Upgrade Interviews

Date: July 2020

Internal link: Slide deck

Note: this is an article about a research activity on how users upgrade OpenShift. If you’re looking for documentation about how to upgrade OpenShift, please go to this link.

Background

When considering design changes to the upgrade experience in OpenShift 4, we wanted to be sure we understood when, why, and how our users upgrade first. We interviewed 1 internal team and 5 customers. We had a mix of those running 4.x in production and still running 3.11 with 4.x in testing clusters. We used a semi-structured interview approach to allow room for us to explore important issues to our users we weren’t already aware of. Here are a few example questions from our interview guide.

How often have you upgraded in the past year or two?
Is this the same for different environments, e.g. dev and prod?
Do you want to upgrade more or less or the same?
What was the reason you last upgraded your cluster?
Is there any internal process that needs to happen before upgrading clusters?
How do you track the progress of an upgrade?

Findings

The upgrade ‘job map’

Our interviews uncovered fundamental aspects of the upgrade process for a computing platform. There are some OpenShift 4 and 3 details, but these are good aspects to keep in mind when designing around the upgrade process for any platform. We borrowed the idea of a job map from the jobs-to-be-done framework to explain the process.

We found a few particular job map aspects worth writing out.

In steps 3-8, all components are repeated in some form because all upgrades are multi-cluster: they move from development towards production environments. This means upgrades take place at least twice, if not more than that, to fully upgrade a company’s platform infrastructure.
In step 3 (prepare), almost all customers we talked to have to approve upgrades via a change management board (for version 3 and 4). This manual process is something not likely to be waved away because of new technological abilities because it’s often formally written into contracts or company policy.
In step 4 (confirm), alerts are turned off manually. Alerts tend to fire off at a very high rate and overload existing alert channels. The alerting state during the upgrade was often seen as overwhelming and not useful.
In step 5 (execute), this is the step, the upgrade! It’s interesting that we almost spent little time on this moment. In v4, it’s a button click and in v3 it’s beginning an Ansible playbook. This was fairly simple and a reminder that the context around a singular feature is often critical.
After beginning the upgrade, step 6 (monitor) begins. When checking out alerts manually, it was a challenging process to assess which alerts needed action and which would heal on their own. If something did break, the operator would often hear of this from a developer or another platform reliant group, like the logging team.

General findings

During the upgrade process, the Operator wants to feel in control. The user experience should avoid any approach that leads them to the feeling of ‘flakiness’ or like upgrading is a ‘Hail Mary’. This is complicated by the fact that success in an upgrade isn’t purely defined by what an Operator controls in the platform. Even if the cluster itself upgrades without a problem, any application downtime is a problem. A key gap is how Operator could check beforehand if developer applications are not sufficiently resilient and may go down in the upgrade. This process is manual right now and often only discovered after something goes wrong. The platform exists as a means to an end - the critical function is to support developer applications. To quote a user, “my experience depends on what applications are running on OpenShift. And their application might not be able to handle the restart or handle a restart as gracefully as they would like.”
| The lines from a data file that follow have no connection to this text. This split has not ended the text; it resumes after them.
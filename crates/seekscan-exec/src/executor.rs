//! The seek-and-image loop: holes × offsets, survey image, diffraction per object.

use seekscan_core::errors::{ErrorInfo, SeekError};
use seekscan_core::{
    autoscale, BeamShiftCalibration, CaptureRequest, Experiment, Microscope, ObjectDetector,
    OffsetGrid, Operator, Point2D,
};
use seekscan_geom::tile_offsets;

use crate::config::ScanConfig;
use crate::cursor::{OperatorCommand, ScanCursor};
use crate::report::{AcquisitionKind, AcquisitionRecord, ScanReport, SkipRecord, SkipStage};

/// Prompt shown before each acquisition in manual mode.
pub const ACQUIRE_PROMPT: &str = "\n (Press <enter> to save an image and continue) \n >> ";

/// Output name of the survey image at `offset` of `hole`.
pub fn imaging_name(hole: usize, offset: usize) -> String {
    format!("image_{hole:04}_{offset:04}")
}

/// Output name of the diffraction pattern of `object`.
pub fn diffraction_name(hole: usize, offset: usize, object: usize) -> String {
    format!("image_{hole:04}_{offset:04}_{object:04}")
}

enum OffsetOutcome {
    Done,
    NextHole,
}

/// Drives one scan over a planned experiment.
///
/// Device rejections become skips at the step where they occur: the hole for
/// a rejected center move, the offset for a rejected offset move or survey
/// image, the object for a failed diffraction step. Every other error ends
/// the scan. The report stays readable after an error, see
/// [`ScanExecutor::report`].
pub struct ScanExecutor<'a> {
    experiment: &'a Experiment,
    config: &'a ScanConfig,
    microscope: &'a mut dyn Microscope,
    detector: &'a dyn ObjectDetector,
    beamshift: &'a dyn BeamShiftCalibration,
    operator: &'a mut dyn Operator,
    cursor: ScanCursor,
    report: ScanReport,
}

impl<'a> ScanExecutor<'a> {
    /// Wires the executor to its collaborators.
    pub fn new(
        experiment: &'a Experiment,
        config: &'a ScanConfig,
        microscope: &'a mut dyn Microscope,
        detector: &'a dyn ObjectDetector,
        beamshift: &'a dyn BeamShiftCalibration,
        operator: &'a mut dyn Operator,
    ) -> Self {
        Self {
            experiment,
            config,
            microscope,
            detector,
            beamshift,
            operator,
            cursor: ScanCursor::default(),
            report: ScanReport::default(),
        }
    }

    /// Report of the last run, partial after an error.
    pub fn report(&self) -> &ScanReport {
        &self.report
    }

    /// Offsets visited around every hole for this configuration.
    pub fn offsets(&self) -> Result<OffsetGrid, SeekError> {
        match &self.config.regrid {
            Some(regrid) => {
                let (grid, summary) = tile_offsets(&regrid.tile_spec(), self.experiment.radius)?;
                tracing::info!(
                    nx = summary.nx,
                    ny = summary.ny,
                    borderwidth = summary.borderwidth,
                    count = summary.count,
                    "offset grid regenerated from the imaging field of view"
                );
                Ok(grid)
            }
            None => Ok(self.experiment.offset_grid.clone()),
        }
    }

    /// Runs the scan to completion.
    ///
    /// Returns [`SeekError::Abort`] when the operator types `exit`.
    pub fn run(&mut self) -> Result<ScanReport, SeekError> {
        self.config.validate()?;
        self.cursor = ScanCursor::default();
        self.report = ScanReport {
            holes: self.experiment.holes.len(),
            ..ScanReport::default()
        };

        self.microscope.set_magnification(self.config.magnification)?;
        let magnification = self.microscope.magnification()?;
        let neutral = self.beamshift.pixel_to_beamshift(self.config.neutral_pixel);
        let offsets = self.offsets()?;
        self.report.offsets_per_hole = offsets.len();
        tracing::info!(
            binning = self.config.image_binning,
            exposure = self.config.image_exposure,
            magnification,
            "imaging parameters"
        );
        tracing::info!(
            binning = self.config.diff_binning,
            exposure = self.config.diff_exposure,
            brightness = self.config.diff_brightness,
            "diffraction parameters"
        );

        let experiment = self.experiment;
        for (hole_idx, hole) in experiment.holes.iter().enumerate() {
            self.cursor.enter_hole(hole_idx);
            if let Err(err) = self.microscope.move_stage(hole.center) {
                self.skip_or_fail(err, SkipStage::HoleMove, None, None)?;
                tracing::warn!(hole = hole_idx, "moving to next hole");
                continue;
            }
            self.report.holes_visited += 1;
            tracing::info!(hole = hole_idx, center = %hole.center, "going to hole center");

            for (offset_idx, offset) in offsets.iter().enumerate() {
                self.cursor.enter_offset(offset_idx);
                match self.visit_offset(hole.center, *offset, neutral)? {
                    OffsetOutcome::Done => {}
                    OffsetOutcome::NextHole => {
                        tracing::info!(hole = hole_idx, "going to next hole");
                        break;
                    }
                }
            }
        }

        self.report.completed = true;
        tracing::info!(
            holes = self.report.holes,
            visited = self.report.holes_visited,
            imaging = self.report.count(AcquisitionKind::Imaging),
            diffraction = self.report.count(AcquisitionKind::Diffraction),
            skips = self.report.skips.len(),
            "scan finished"
        );
        Ok(self.report.clone())
    }

    fn skip_or_fail(
        &mut self,
        err: SeekError,
        stage: SkipStage,
        offset: Option<usize>,
        object: Option<usize>,
    ) -> Result<(), SeekError> {
        if !err.is_device_rejection() {
            return Err(err);
        }
        tracing::warn!(
            hole = self.cursor.hole_index,
            offset = ?offset,
            object = ?object,
            stage = ?stage,
            %err,
            "device rejected command, skipping"
        );
        self.report.skips.push(SkipRecord {
            stage,
            hole: self.cursor.hole_index,
            offset,
            object,
            code: err.info().code.clone(),
            reason: err.to_string(),
        });
        Ok(())
    }

    fn visit_offset(
        &mut self,
        center: Point2D,
        offset: Point2D,
        neutral: Point2D,
    ) -> Result<OffsetOutcome, SeekError> {
        let hole_idx = self.cursor.hole_index;
        let offset_idx = self.cursor.offset_index;
        let target = center + offset;
        if let Err(err) = self.microscope.move_stage(target) {
            self.skip_or_fail(err, SkipStage::OffsetMove, Some(offset_idx), None)?;
            return Ok(OffsetOutcome::Done);
        }
        tracing::debug!(hole = hole_idx, offset = offset_idx, %target, "at offset");

        if self.cursor.needs_prompt() {
            let answer = self.operator.prompt(ACQUIRE_PROMPT)?;
            let command = OperatorCommand::parse(&answer);
            match command {
                OperatorCommand::Exit => {
                    self.report.aborted = true;
                    tracing::info!(hole = hole_idx, offset = offset_idx, "interrupted");
                    return Err(SeekError::Abort(
                        ErrorInfo::new("scan-exit", "operator terminated the scan")
                            .with_context("hole", hole_idx.to_string())
                            .with_context("offset", offset_idx.to_string()),
                    ));
                }
                OperatorCommand::Next => return Ok(OffsetOutcome::NextHole),
                other => self.cursor.apply(other),
            }
        }

        let out_name = imaging_name(hole_idx, offset_idx);
        let request = CaptureRequest {
            binning: self.config.image_binning,
            exposure: self.config.image_exposure,
            comment: format!(
                "Hole {hole_idx} image {offset_idx}\nx_offset={:.2e} y_offset={:.2e}",
                offset.x, offset.y
            ),
            out_name: out_name.clone(),
        };
        let (image, header) = match self.microscope.capture_image(&request) {
            Ok(frame) => frame,
            Err(err) => {
                self.skip_or_fail(err, SkipStage::Imaging, Some(offset_idx), None)?;
                return Ok(OffsetOutcome::Done);
            }
        };
        self.report.acquisitions.push(AcquisitionRecord {
            kind: AcquisitionKind::Imaging,
            hole: hole_idx,
            offset: offset_idx,
            object: None,
            stage_position: target,
            beamshift: None,
            out_name,
            comment: request.comment,
            plotting: self.cursor.plotting,
        });

        let (scaled, scale) = autoscale(&image, self.config.max_image_dim);
        let objects = self.detector.find_objects(
            &scaled,
            header.magnification,
            self.config.detection_spread,
        )?;
        if objects.is_empty() {
            tracing::debug!(hole = hole_idx, offset = offset_idx, "no objects");
            return Ok(OffsetOutcome::Done);
        }

        let factor = f64::from(self.config.image_binning) / scale;
        let centroids: Vec<Point2D> = objects
            .iter()
            .map(|object| object.centroid * factor)
            .collect();
        let shifts = self.beamshift.pixels_to_beamshift(&centroids);
        tracing::info!(
            hole = hole_idx,
            offset = offset_idx,
            objects = shifts.len(),
            "switching to diffraction mode"
        );
        let mut fatal = None;
        for (object_idx, shift) in shifts.into_iter().enumerate() {
            if let Err(err) = self.diffract(target, shift, object_idx) {
                if let Err(err) = self.skip_or_fail(
                    err,
                    SkipStage::Diffraction,
                    Some(offset_idx),
                    Some(object_idx),
                ) {
                    fatal = Some(err);
                    break;
                }
            }
        }
        // Imaging state comes back before any error leaves the offset.
        self.restore_imaging(neutral);
        match fatal {
            Some(err) => Err(err),
            None => Ok(OffsetOutcome::Done),
        }
    }

    fn diffract(
        &mut self,
        target: Point2D,
        shift: Point2D,
        object_idx: usize,
    ) -> Result<(), SeekError> {
        let hole_idx = self.cursor.hole_index;
        let offset_idx = self.cursor.offset_index;
        self.microscope.set_brightness(self.config.diff_brightness)?;
        self.microscope.set_beamshift(shift)?;
        self.microscope.enter_diffraction_mode()?;
        self.microscope.compensate_diffraction_shift()?;
        let out_name = diffraction_name(hole_idx, offset_idx, object_idx);
        let request = CaptureRequest {
            binning: self.config.diff_binning,
            exposure: self.config.diff_exposure,
            comment: format!("Hole {hole_idx} image {offset_idx} Crystal {object_idx}"),
            out_name: out_name.clone(),
        };
        self.microscope.capture_image(&request)?;
        tracing::debug!(object = object_idx, %shift, "diffraction pattern acquired");
        self.report.acquisitions.push(AcquisitionRecord {
            kind: AcquisitionKind::Diffraction,
            hole: hole_idx,
            offset: offset_idx,
            object: Some(object_idx),
            stage_position: target,
            beamshift: Some(shift),
            out_name,
            comment: request.comment,
            plotting: self.cursor.plotting,
        });
        Ok(())
    }

    fn restore_imaging(&mut self, neutral: Point2D) {
        let steps: [(&str, Result<(), SeekError>); 4] = [
            ("beamshift", self.microscope.set_beamshift(neutral)),
            ("compensate", self.microscope.compensate_diffraction_shift()),
            ("imaging_mode", self.microscope.enter_imaging_mode()),
            ("brightness", self.microscope.max_brightness()),
        ];
        for (step, result) in steps {
            if let Err(err) = result {
                tracing::warn!(step, %err, "failed to restore imaging state");
                self.report.restore_failures.push(format!("{step}: {err}"));
            }
        }
        tracing::info!(hole = self.cursor.hole_index, "switched back to image mode");
    }
}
Operators can’t upgrade on a whim. In the high security contexts of most of our customers, all upgrades (often even the developer environment) must go through formal change advisory processes and ticket approvals. Of the handful of customers we spoke with, most were satisfied with a 3-month cadence and couldn’t see faster than 1 month as a possibility, given the current organizational context around upgrades.

All upgrades in a customer context progress through several clusters. The upgrade process, in practice, is at least 2 upgrades. Customers upgrade their dev environment to work out any bugs, and they automate or fix those bugs for production upgrades. A jump right to a production upgrade would seem very unlikely or unusual.

Most customers we talked to are in the test phase of OpenShift 4. There is excitement about newfound ease with upgrades, but alerts remain noisy and many have to turn them off manually before the upgrade begins. To quote another user, “you need to be a bit cold blooded … and hope that the status [goes] away.”

Conclusions

Our upgrades need to fit into the organizational contexts they’re deployed in, mainly the change management processes that govern upgrades.

We should support operators to assess and ensure developer applications will be resilient to upgrades. Operators spend some or a lot of time (but want to spend next to no time) helping developers resolve container-related issues in their application designs.

Users expect to be alert only when action is required. We should surface alerts on critical issues that require action and obfuscate everything else.